How to Read Now by Elaine Castillo: The author of the acclaimed novel America is Not the Heart now publishes a volume of criticism, essays destined to become classics–covering the lies told about fiction and empathy, the response to what Castillo calls “unexpected reader,” and the imperial and colonial ideas that undergird works of art and readings of them. Gina Apostol calls the collection, “a powerful punch in criticism’s solar plexus: Castillo’s take as the ‘unexpected reader’ is what literature needs now, both an absolute bomb and a balm—a master class in the art of reading. Her art is a corrective and a curative but also just a joy—humorous, insanely erudite, and absolutely necessary for our times.” (Lydia)

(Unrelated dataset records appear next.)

//! Abstract stack-depth verification of generated bytecode
//!
//! Every opcode has a fixed stack effect, so a worklist pass over the
//! control-flow graph can prove that generated code never pops an empty
//! stack and that every program point is reached with one consistent depth.
//! This exercises the hand-tuned emitter sequences (selection juggling,
//! polynomial evaluation, the string routines, the function-block bodies)
//! much harder than pattern assertions can.
//!
//! Programs containing CALL are skipped by the checker (a call's net effect
//! depends on the callee's arity, which bytecode alone does not carry).

use std::collections::HashMap;
use zplc_compiler::compile_source;
use zplc_core::disasm::Decoder;
use zplc_core::opcode::Opcode;

/// `(pops, pushes)` of one opcode, `None` for CALL/RET (not modelled).
fn stack_effect(opcode: Opcode) -> Option<(i32, i32)> {
    use Opcode::*;
    Some(match opcode {
        Nop | Break | Jr | Jmp => (0, 0),
        Halt => (0, 0),
        GetTicks => (0, 1),
        Dup => (1, 2),
        Drop => (1, 0),
        Swap => (2, 2),
        Over => (2, 3),
        Rot => (3, 3),
        Pick => (0, 1),
        LoadI8 | LoadI16 | LoadI32 => (1, 1),
        StoreI8 | StoreI16 | StoreI32 => (2, 0),
        StrLen => (1, 1),
        StrCpy | StrCat => (2, 0),
        StrCmp => (2, 1),
        StrClr => (1, 0),
        Add | Sub | Mul | Div | Mod | AddF | SubF | MulF | DivF => (2, 1),
        Neg | Abs | NegF | AbsF | Not => (1, 1),
        And | Or | Xor | Shl | Shr | Sar => (2, 1),
        Eq | Ne | Lt | Le | Gt | Ge | LtU | GtU => (2, 1),
        Push8 | Push16 | Push32 => (0, 1),
        Load8 | Load16 | Load32 | Load64 => (0, 1),
        Store8 | Store16 | Store32 | Store64 => (1, 0),
        Jrz | Jrnz | Jz | Jnz => (1, 0),
        I2F | F2I | I2B | Ext8 | Ext16 | Zext8 | Zext16 => (1, 1),
        Call | Ret => return None,
    })
}

/// Walk all paths from PC 0, tracking stack depth. Panics on underflow or
/// on a join reached with two different depths. Returns false when the code
/// contains CALL/RET and cannot be modelled.
fn verify_balance(code: &[u8]) -> bool {
    let mut instructions = HashMap::new();
    for decoded in Decoder::new(code) {
        let instruction = decoded.expect("generated code must decode");
        instructions.insert(instruction.pc, instruction);
    }
    if instructions
        .values()
        .any(|i| matches!(i.opcode, Opcode::Call | Opcode::Ret))
    {
        return false;
    }

    let mut depth_at: HashMap<usize, i32> = HashMap::new();
    let mut worklist = vec![(0usize, 0i32)];
    while let Some((pc, depth)) = worklist.pop() {
        match depth_at.get(&pc) {
            Some(&known) => {
                assert_eq!(known, depth, "PC 0x{:04X} reached with depths {} and {}", pc, known, depth);
                continue;
            }
            None => {
                depth_at.insert(pc, depth);
            }
        }

        let instruction = instructions
            .get(&pc)
            .unwrap_or_else(|| panic!("branch into mid-instruction PC 0x{:04X}", pc));
        let (pops, pushes) = stack_effect(instruction.opcode).expect("CALL/RET filtered above");
        assert!(
            depth >= pops,
            "stack underflow at PC 0x{:04X} ({:?}): depth {} pops {}",
            pc,
            instruction.opcode,
            depth,
            pops
        );
        let next_depth = depth - pops + pushes;

        match instruction.opcode {
            Opcode::Halt => {
                assert_eq!(next_depth, 0, "HALT at PC 0x{:04X} with {} values left", pc, next_depth);
            }
            Opcode::Jmp => {
                worklist.push((instruction.operand.expect("JMP operand") as usize, next_depth));
            }
            Opcode::Jz | Opcode::Jnz => {
                worklist.push((instruction.operand.expect("branch operand") as usize, next_depth));
                worklist.push((pc + instruction.opcode.encoded_size(), next_depth));
            }
            _ => {
                worklist.push((pc + instruction.opcode.encoded_size(), next_depth));
            }
        }
    }
    true
}

fn assert_balanced(source: &str) {
    let program = compile_source(source).unwrap_or_else(|e| panic!("compile: {}", e));
    assert!(
        verify_balance(&program.bytecode),
        "program unexpectedly contains CALL/RET"
    );
}

#[test]
fn control_flow_is_balanced() {
    assert_balanced(
        "PROGRAM Flow
         VAR x : INT; sum : INT; sel : INT; END_VAR
         IF x > 3 THEN sum := 1; ELSIF x > 1 THEN sum := 2; ELSE sum := 3; END_IF;
         FOR x := 1 TO 10 DO
             IF x = 5 THEN CONTINUE; END_IF;
             IF x = 8 THEN EXIT; END_IF;
             sum := sum + x;
         END_FOR;
         WHILE sum > 0 DO sum := sum - 1; END_WHILE;
         REPEAT sum := sum + 2; UNTIL sum >= 10 END_REPEAT;
         CASE sel OF
         1, 3, 5..7: sum := 1;
         10: sum := 2;
         ELSE sum := 0;
         END_CASE;
         END_PROGRAM",
    );
}

#[test]
fn timers_and_counters_are_balanced() {
    assert_balanced(
        "PROGRAM Timers
         VAR t1 : TON; t2 : TOF; t3 : TP; e1 : R_TRIG; e2 : F_TRIG;
             b1 : RS; b2 : SR; c1 : CTU; c2 : CTD; c3 : CTUD;
             run : BOOL; n : INT; END_VAR
         t1(IN := run, PT := T#500ms);
         t2(IN := run, PT := T#1s);
         t3(IN := t1.Q, PT := T#100ms);
         e1(CLK := run);
         e2(CLK := run);
         b1(S := e1.Q, R1 := e2.Q);
         b2(S1 := run, R := t2.Q);
         c1(CU := e1.Q, R := b1.Q1, PV := 10);
         c2(CD := e1.Q, LD := run, PV := 10);
         c3(CU := run, CD := e2.Q, R := FALSE, LD := FALSE, PV := 5);
         n := c1.CV;
         END_PROGRAM",
    );
}

#[test]
fn generators_and_process_blocks_are_balanced() {
    assert_balanced(
        "PROGRAM Process
         VAR g1 : BLINK; g2 : PWM; g3 : PULSE;
             h : HYSTERESIS; d : DEADBAND; f : LAG_FILTER;
             r : RAMP_REAL; i : INTEGRAL; v : DERIVATIVE; pid : PID_Compact;
             enable : BOOL; pv : REAL; out : REAL; END_VAR
         g1(ENABLE := enable, T_ON := T#500ms, T_OFF := T#500ms);
         g2(ENABLE := enable, PERIOD := T#20ms, DUTY := 30);
         g3(IN := enable, PT := T#50ms);
         h(IN := pv, HIGH := 80.0, LOW := 20.0);
         d(IN := pv, BAND := 0.5);
         f(IN := pv, GAIN := 0.1);
         r(TARGET := pv, RATE := 2.5);
         i(IN := pv, K := 0.01, RESET := FALSE);
         v(IN := pv, K := 10.0);
         pid(SP := 50.0, PV := pv, KP := 1.2, KI := 0.1, KD := 0.05,
             OUT_MIN := 0.0, OUT_MAX := 100.0, ENABLE := enable);
         out := pid.OUT;
         END_PROGRAM",
    );
}

#[test]
fn buffers_are_balanced() {
    assert_balanced(
        "PROGRAM Buffers
         VAR q : FIFO; s : LIFO; push : BOOL; pop : BOOL; v : DINT; END_VAR
         q(PUSH := push, POP := pop, IN := v);
         s(PUSH := pop, POP := push, IN := v);
         v := q.OUT + s.OUT;
         END_PROGRAM",
    );
}

#[test]
fn math_functions_are_balanced() {
    assert_balanced(
        "PROGRAM Math
         VAR a : REAL; b : REAL; n : DINT; END_VAR
         a := SQRT(b);
         a := SIN(b) + COS(b) + TAN(b);
         a := ASIN(b) + ACOS(b) + ATAN(b) + ATAN2(a, b);
         a := LN(b) + LOG(b) + EXP(b) + EXPT(b, 2.0);
         a := ABSF(b) + NEGF(b);
         n := TRUNC(b) + ROUND(b);
         a := MAX(a, b) + MIN(a, b) + LIMIT(0.0, a, 100.0);
         a := SEL(a > b, a, b);
         n := MUX(n, 1, 2, 3);
         n := SHL(n, 2) + SHR(n, 2) + ROL(n, 3) + ROR(n, 3);
         n := BOOL_TO_INT(a > b);
         a := INT_TO_REAL(n);
         a := NORM_X(0.0, a, 100.0);
         a := SCALE_X(4.0, a, 20.0);
         END_PROGRAM",
    );
}

#[test]
fn string_functions_are_balanced() {
    assert_balanced(
        "PROGRAM Strings
         VAR s1 : STRING := 'hello'; s2 : STRING := 'world'; s3 : STRING;
             n : DINT; ok : BOOL; END_VAR
         s3 := CONCAT(s1, s2);
         s3 := LEFT(s1, 3);
         s3 := RIGHT(s1, 3);
         s3 := MID(s1, 2, 2);
         s3 := INSERT(s1, s2, 2);
         s3 := DELETE(s1, 2, 1);
         s3 := REPLACE(s1, s2, 2, 1);
         n := LEN(s1) + FIND(s1, s2) + STRCMP(s1, s2);
         ok := EQ_STRING(s1, s2) OR NE_STRING(s1, s2) OR s1 = s2 OR s1 <> s2;
         COPY(s1, s3);
         CLEAR(s3);
         END_PROGRAM",
    );
}

#[test]
fn arrays_and_structs_are_balanced() {
    assert_balanced(
        "TYPE Reading : STRUCT value : REAL; id : INT; END_STRUCT; END_TYPE
         PROGRAM Data
         VAR a : ARRAY[1..5] OF INT := [1, 2, 3, 4, 5];
             m : ARRAY[0..2, 0..2] OF REAL;
             r : Reading; i : INT; END_VAR
         a[i + 1] := a[i] + 1;
         m[1, 2] := m[0, 0] * 2.0;
         r.value := m[1, 1];
         r.id := a[2];
         END_PROGRAM",
    );
}

#[test]
fn user_fb_inlining_is_balanced() {
    assert_balanced(
        "FUNCTION_BLOCK Debounce
         VAR_INPUT raw : BOOL; window : TIME; END_VAR
         VAR_OUTPUT clean : BOOL; END_VAR
         VAR hold : TON; END_VAR
         hold(IN := raw, PT := window);
         clean := hold.Q;
         END_FUNCTION_BLOCK
         PROGRAM P
         VAR d : Debounce; button AT %I0.0 : BOOL; lamp AT %Q0.0 : BOOL; END_VAR
         d(raw := button, window := T#20ms);
         lamp := d.clean;
         END_PROGRAM",
    );
}

#[test]
fn system_functions_are_balanced() {
    assert_balanced(
        "PROGRAM Sys
         VAR t : TIME; END_VAR
         t := UPTIME();
         t := CYCLE_TIME();
         WATCHDOG_RESET();
         END_PROGRAM",
    );
}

The Pink Hotel by Liska Jacobs: The perfect summer read just showed up on my doorstep and I can’t wait to dive in. The Pink Hotel is Jacobs’s third novel, and like her debut Catalina, she returns her sharp gaze and pleasing prose to Southern California. In this case, to a landmark hotel in Beverly Hills where small town newlyweds Kit and Keith have come for a honeymoon—as well as a possible job offer. When fires and protests engulf the city, chaos is unleashed. Kirkus calls the book a “sharp social satire” and Janelle Brown says it’s “heady and dark and dangerous.” (Edan)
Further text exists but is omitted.